Sandy melerai pelukan, ia menggenggam sebelah tangan Stella yang bebas. Berulang kali ia menghembuskan nafas panjang sebelum memulai aksi, ia sangat gugup. Sandy berdehem, "Stella, mungkin awal pertemuan kita tidak terlalu baik, dan terkesan menyeramkan."

Stella menyernyit. "Bukankah pertama kali kita bertemu di butik? Dimana letak menyeramkannya?" tanyanya heran.

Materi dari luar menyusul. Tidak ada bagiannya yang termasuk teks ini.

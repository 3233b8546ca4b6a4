//! Periodic process memory reporting.

use std::time::Duration;

use tokio::sync::watch;
use tokio::task::JoinHandle;

/// Process memory figures in KiB
#[derive(Debug, Clone, Copy, Default, PartialEq, Eq)]
pub struct MemoryStats {
    pub resident_kb: u64,
    pub virtual_kb: u64,
    pub peak_resident_kb: u64,
}

impl MemoryStats {
    /// Read the current process's memory usage from `/proc`.
    #[cfg(target_os = "linux")]
    pub fn current() -> Option<Self> {
        let status = procfs::process::Process::myself().ok()?.status().ok()?;
        Some(Self {
            resident_kb: status.vmrss.unwrap_or(0),
            virtual_kb: status.vmsize.unwrap_or(0),
            peak_resident_kb: status.vmhwm.unwrap_or(0),
        })
    }

    #[cfg(not(target_os = "linux"))]
    pub fn current() -> Option<Self> {
        None
    }
}

/// Log memory stats every `interval` until `stop` is set or dropped.
pub fn spawn_stats_reporter(interval: Duration, mut stop: watch::Receiver<bool>) -> JoinHandle<()> {
    tokio::spawn(async move {
        let mut ticker = tokio::time::interval(interval);
        // First tick completes immediately
        ticker.tick().await;
        loop {
            tokio::select! {
                _ = ticker.tick() => match MemoryStats::current() {
                    Some(stats) => tracing::info!(
                        resident_kb = stats.resident_kb,
                        virtual_kb = stats.virtual_kb,
                        peak_resident_kb = stats.peak_resident_kb,
                        "Memory stats"
                    ),
                    None => tracing::debug!("Memory stats unavailable on this platform"),
                },
                changed = stop.changed() => {
                    if changed.is_err() || *stop.borrow() {
                        break;
                    }
                }
            }
        }
    })
}

#[cfg(test)]
mod tests {
    use super::*;

    #[cfg(target_os = "linux")]
    #[test]
    fn reads_own_memory_usage() {
        let stats = MemoryStats::current().unwrap();
        assert!(stats.resident_kb > 0);
        assert!(stats.virtual_kb >= stats.resident_kb);
        assert!(stats.peak_resident_kb >= stats.resident_kb);
    }

    #[tokio::test]
    async fn reporter_stops_on_signal() {
        let (stop_tx, stop_rx) = watch::channel(false);
        let handle = spawn_stats_reporter(Duration::from_millis(5), stop_rx);

        tokio::time::sleep(Duration::from_millis(20)).await;
        stop_tx.send(true).unwrap();

        tokio::time::timeout(Duration::from_secs(1), handle)
            .await
            .unwrap()
            .unwrap();
    }

    #[tokio::test]
    async fn reporter_stops_when_sender_dropped() {
        let (stop_tx, stop_rx) = watch::channel(false);
        let handle = spawn_stats_reporter(Duration::from_secs(3600), stop_rx);
        drop(stop_tx);

        tokio::time::timeout(Duration::from_secs(1), handle)
            .await
            .unwrap()
            .unwrap();
    }
}
//! Graceful shutdown and signal handling.
//!
//! Handles:
//! - SIGTERM/SIGINT: stop accepting, drain connections, stop the rebuild loop
//! - SIGHUP: TLS certificate reload (TLS listeners only)

use std::path::PathBuf;
use std::time::Duration;

use axum_server::tls_rustls::RustlsConfig;
use axum_server::Handle;
use tokio::sync::watch;

/// How long open connections get to finish after a shutdown signal
pub const SHUTDOWN_GRACE: Duration = Duration::from_secs(30);

/// Setup graceful shutdown on SIGTERM and SIGINT.
///
/// On either signal the listener stops accepting, existing connections get
/// [`SHUTDOWN_GRACE`] to finish, and `stop` is raised for background tasks.
pub fn setup_shutdown_handler(handle: Handle, stop: watch::Sender<bool>) {
    tokio::spawn(async move {
        let ctrl_c = async {
            if let Err(e) = tokio::signal::ctrl_c().await {
                tracing::error!(error = %e, "Failed to install Ctrl+C handler");
                std::future::pending::<()>().await;
            }
        };

        #[cfg(unix)]
        let terminate = async {
            match tokio::signal::unix::signal(tokio::signal::unix::SignalKind::terminate()) {
                Ok(mut sigterm) => {
                    sigterm.recv().await;
                }
                Err(e) => {
                    tracing::error!(error = %e, "Failed to install SIGTERM handler");
                    std::future::pending::<()>().await;
                }
            }
        };

        #[cfg(not(unix))]
        let terminate = std::future::pending::<()>();

        tokio::select! {
            _ = ctrl_c => {
                tracing::info!("Received Ctrl+C, initiating graceful shutdown");
            }
            _ = terminate => {
                tracing::info!("Received SIGTERM, initiating graceful shutdown");
            }
        }

        let _ = stop.send(true);
        handle.graceful_shutdown(Some(SHUTDOWN_GRACE));
        tracing::info!(
            grace_secs = SHUTDOWN_GRACE.as_secs(),
            "Graceful shutdown initiated"
        );
    });
}

/// Setup SIGHUP handler for certificate reload.
///
/// Reloads the PEM files in place; the listener and the onion service stay up.
#[cfg(unix)]
pub fn setup_reload_handler(tls_config: RustlsConfig, cert_path: PathBuf, key_path: PathBuf) {
    tokio::spawn(async move {
        let mut sighup =
            match tokio::signal::unix::signal(tokio::signal::unix::SignalKind::hangup()) {
                Ok(signal) => signal,
                Err(e) => {
                    tracing::error!(error = %e, "Failed to install SIGHUP handler");
                    return;
                }
            };

        while sighup.recv().await.is_some() {
            tracing::info!("Received SIGHUP, reloading TLS certificate");

            match tls_config.reload_from_pem_file(&cert_path, &key_path).await {
                Ok(()) => {
                    tracing::info!(
                        cert = %cert_path.display(),
                        key = %key_path.display(),
                        "TLS certificate reloaded"
                    );
                }
                Err(e) => {
                    tracing::error!(
                        error = %e,
                        cert = %cert_path.display(),
                        key = %key_path.display(),
                        "Failed to reload TLS certificate, keeping the current one"
                    );
                }
            }
        }
    });
}

#[cfg(not(unix))]
pub fn setup_reload_handler(_tls_config: RustlsConfig, _cert_path: PathBuf, _key_path: PathBuf) {
    tracing::warn!("Certificate hot-reload via SIGHUP not supported on this platform");
}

Sandy tersenyum. "Kau tidak ingat? Kita bertemu pertama kali di pemakaman."

Stella nampak mengingat, namun nihil, ia tidak ingat sama sekali.

"Kita berteduh di pendopo makam, bahkan aku memberikan tumpangan payung untukmu," Sandy mengingatkan.

Stella terdiam. "Oh? Apakah pria itu.."

Sandy mengangguk. "Iya, itu aku."

"Wah.. kenapa aku tidak ingat wajahmu," Stella terkekeh yang justru membuat lawan bicaranya kagum.

Sandy kembali berdehem untuk melanjutkan kalimat, "Tapi aku berjanji akan membuat semua menjadi indah mulai detik ini."

Stella menatap Sandy heran, ia merasakan dingin pada telapak tangan pria itu.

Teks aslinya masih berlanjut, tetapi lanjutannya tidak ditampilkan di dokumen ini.